Initially Walter wanted to make some quick cash and get out of the drug trade before he died. The first wrench in those plans is Walt goes into remission. He is now faced with the prospect of living with the consequences of his illicit scheme. This includes several powerful players in the Meth supply business that does not want their source of the legendary Blue Crystal to end. Only Walter has the knowledge and technique to manufacture product of such purity. In this third season the city of Albuquerque is shaken by a horrible mid air collision that killed hundreds. Skyler finally got fed up with the lies Walter told to cover up what he was really up to divorces him. His apprentice, Jesse, is trying to clean up his act by going into rehab for his own meth addiction. He tried in vain to reconcile with his estranged family but too much damaged has been to mend. One drug lord offers Walt $3 million as a cook but Walt wants to steer clear to expedite regaining his family. Adding to the pressures piling on Walt is the appearance of two mysterious hit men from Mexico, Marco and Leonel. (Luis and Daniel Moncada) hunting down Walter to avenge the death of their cousin.
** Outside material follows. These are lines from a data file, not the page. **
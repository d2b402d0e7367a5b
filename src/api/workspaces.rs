// SPDX-License-Identifier: AGPL-3.0-or-later
//
// Copyright (C) 2026 Relational Network

//! Workspace membership and role endpoints.
//!
//! Every endpoint requires authentication; the acting pubkey is always the
//! authenticated caller.

use axum::{
    extract::{Path, Query, State},
    http::StatusCode,
    Json,
};
use serde::{Deserialize, Serialize};
use utoipa::{IntoParams, ToSchema};
use uuid::Uuid;

use crate::{
    access::{AccessError, RoleAssignment, Workspace},
    auth::{Auth, Pubkey, Role},
    error::ApiError,
    state::AppState,
};

#[derive(Debug, Default, Deserialize, ToSchema)]
pub struct CreateWorkspaceRequest {
    /// Workspace uuid; generated when omitted
    #[serde(default)]
    pub uuid: Option<Uuid>,
}

#[derive(Debug, Deserialize, ToSchema)]
pub struct AddMemberRequest {
    pub pubkey: Pubkey,
}

#[derive(Debug, Deserialize, ToSchema)]
pub struct AddRolesRequest {
    /// Role wire names, e.g. `"ADD BOUNTY"`
    pub roles: Vec<String>,
}

#[derive(Debug, Serialize, ToSchema)]
pub struct UserRolesResponse {
    pub workspace_uuid: Uuid,
    pub pubkey: Pubkey,
    pub roles: Vec<Role>,
}

#[derive(Debug, Deserialize, IntoParams)]
pub struct AccessQuery {
    /// Role wire name
    pub role: String,
}

#[derive(Debug, Serialize, ToSchema)]
pub struct AccessResponse {
    pub workspace_uuid: Uuid,
    pub pubkey: Pubkey,
    pub role: Role,
    pub allowed: bool,
}

fn parse_pubkey(raw: &str) -> Result<Pubkey, ApiError> {
    Pubkey::parse(raw).map_err(|e| ApiError::bad_request(e.to_string()))
}

/// Register a workspace owned by the caller.
#[utoipa::path(
    post,
    path = "/v1/workspaces",
    tag = "Workspaces",
    security(("session" = []), ("token" = [])),
    request_body = CreateWorkspaceRequest,
    responses(
        (status = 201, description = "Workspace registered", body = Workspace),
        (status = 409, description = "Workspace already exists"),
    )
)]
pub async fn create_workspace(
    State(state): State<AppState>,
    Auth(caller): Auth,
    Json(body): Json<CreateWorkspaceRequest>,
) -> Result<(StatusCode, Json<Workspace>), ApiError> {
    let uuid = body.uuid.unwrap_or_else(Uuid::new_v4);
    let workspace = state.access.register_workspace(&caller.pubkey, uuid).await?;
    Ok((StatusCode::CREATED, Json(workspace)))
}

/// Add a member. Requires `ADD USER`.
#[utoipa::path(
    post,
    path = "/v1/workspaces/{uuid}/users",
    tag = "Workspaces",
    security(("session" = []), ("token" = [])),
    params(("uuid" = Uuid, Path, description = "Workspace uuid")),
    request_body = AddMemberRequest,
    responses(
        (status = 204, description = "Member added"),
        (status = 403, description = "Caller lacks ADD USER"),
        (status = 404, description = "Workspace not found"),
    )
)]
pub async fn add_member(
    State(state): State<AppState>,
    Auth(caller): Auth,
    Path(uuid): Path<Uuid>,
    Json(body): Json<AddMemberRequest>,
) -> Result<StatusCode, ApiError> {
    state.access.add_member(&caller.pubkey, uuid, &body.pubkey).await?;
    Ok(StatusCode::NO_CONTENT)
}

/// Remove a member and all of their roles. Requires `DELETE USER`.
#[utoipa::path(
    delete,
    path = "/v1/workspaces/{uuid}/users/{pubkey}",
    tag = "Workspaces",
    security(("session" = []), ("token" = [])),
    params(
        ("uuid" = Uuid, Path, description = "Workspace uuid"),
        ("pubkey" = String, Path, description = "Member pubkey")
    ),
    responses(
        (status = 204, description = "Member removed"),
        (status = 403, description = "Caller lacks DELETE USER, or target is the owner"),
    )
)]
pub async fn remove_member(
    State(state): State<AppState>,
    Auth(caller): Auth,
    Path((uuid, pubkey)): Path<(Uuid, String)>,
) -> Result<StatusCode, ApiError> {
    let target = parse_pubkey(&pubkey)?;
    state.access.remove_member(&caller.pubkey, uuid, &target).await?;
    Ok(StatusCode::NO_CONTENT)
}

/// Effective roles of a pubkey in the workspace.
///
/// Visible to the pubkey itself and to the workspace's owner and members.
#[utoipa::path(
    get,
    path = "/v1/workspaces/{uuid}/users/{pubkey}/roles",
    tag = "Workspaces",
    security(("session" = []), ("token" = [])),
    params(
        ("uuid" = Uuid, Path, description = "Workspace uuid"),
        ("pubkey" = String, Path, description = "Member pubkey")
    ),
    responses(
        (status = 200, description = "Roles held", body = UserRolesResponse),
        (status = 403, description = "Caller is not in the workspace"),
        (status = 404, description = "Workspace not found"),
    )
)]
pub async fn user_roles(
    State(state): State<AppState>,
    Auth(caller): Auth,
    Path((uuid, pubkey)): Path<(Uuid, String)>,
) -> Result<Json<UserRolesResponse>, ApiError> {
    let pubkey = parse_pubkey(&pubkey)?;
    let roles = state
        .access
        .visible_roles(&caller.pubkey, uuid, &pubkey)
        .await?;
    Ok(Json(UserRolesResponse {
        workspace_uuid: uuid,
        pubkey,
        roles,
    }))
}

/// Grant roles to a member. The batch is all-or-nothing.
#[utoipa::path(
    post,
    path = "/v1/workspaces/{uuid}/users/{pubkey}/roles",
    tag = "Workspaces",
    security(("session" = []), ("token" = [])),
    params(
        ("uuid" = Uuid, Path, description = "Workspace uuid"),
        ("pubkey" = String, Path, description = "Target member pubkey")
    ),
    request_body = AddRolesRequest,
    responses(
        (status = 201, description = "Roles granted", body = [RoleAssignment]),
        (status = 400, description = "Unknown role or target not a member"),
        (status = 403, description = "Self-grant, missing ADD ROLES, or role not held"),
    )
)]
pub async fn add_roles(
    State(state): State<AppState>,
    Auth(caller): Auth,
    Path((uuid, pubkey)): Path<(Uuid, String)>,
    Json(body): Json<AddRolesRequest>,
) -> Result<(StatusCode, Json<Vec<RoleAssignment>>), ApiError> {
    let target = parse_pubkey(&pubkey)?;
    let granted = state
        .access
        .add_roles(&caller.pubkey, &target, uuid, &body.roles)
        .await?;
    Ok((StatusCode::CREATED, Json(granted)))
}

/// Whether the caller holds a role in the workspace.
#[utoipa::path(
    get,
    path = "/v1/workspaces/{uuid}/access",
    tag = "Workspaces",
    security(("session" = []), ("token" = [])),
    params(("uuid" = Uuid, Path, description = "Workspace uuid"), AccessQuery),
    responses(
        (status = 200, description = "Access decision", body = AccessResponse),
        (status = 400, description = "Unknown role"),
    )
)]
pub async fn check_access(
    State(state): State<AppState>,
    Auth(caller): Auth,
    Path(uuid): Path<Uuid>,
    Query(query): Query<AccessQuery>,
) -> Result<Json<AccessResponse>, ApiError> {
    let role: Role = query
        .role
        .parse()
        .map_err(|_| AccessError::UnknownRole(query.role.clone()))?;
    let allowed = state.access.has_access(&caller.pubkey, uuid, role).await?;
    Ok(Json(AccessResponse {
        workspace_uuid: uuid,
        pubkey: caller.pubkey,
        role,
        allowed,
    }))
}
The first season presented the audience with the premise introducing the characters and setting up the initial set of circumstances. In the second season Walter’s life begins to spiral out of control as visually manifested with the plan crash in the season’s concluding episode. In this third season the series is invigorated by shifting focus to the repercussions of his actions. Although Walt set out on this path for understandable reasons born of desperation and an overwhelming need to care for his family. The proverbial road to hell is paved with such good intentions. The story remains fresh by the constantly changing danger looming just ahead always blocking Walt’s purpose. There is a touch of the classic ‘every time I try to leave you pull me back in’. This makes Walt into a tragic figure. The way he tries to provide for his family results in their loss; his temporary solution is forced by external factors beyond his control to be permanent. Instead of being played out the show remains tautly written an acted to perfection.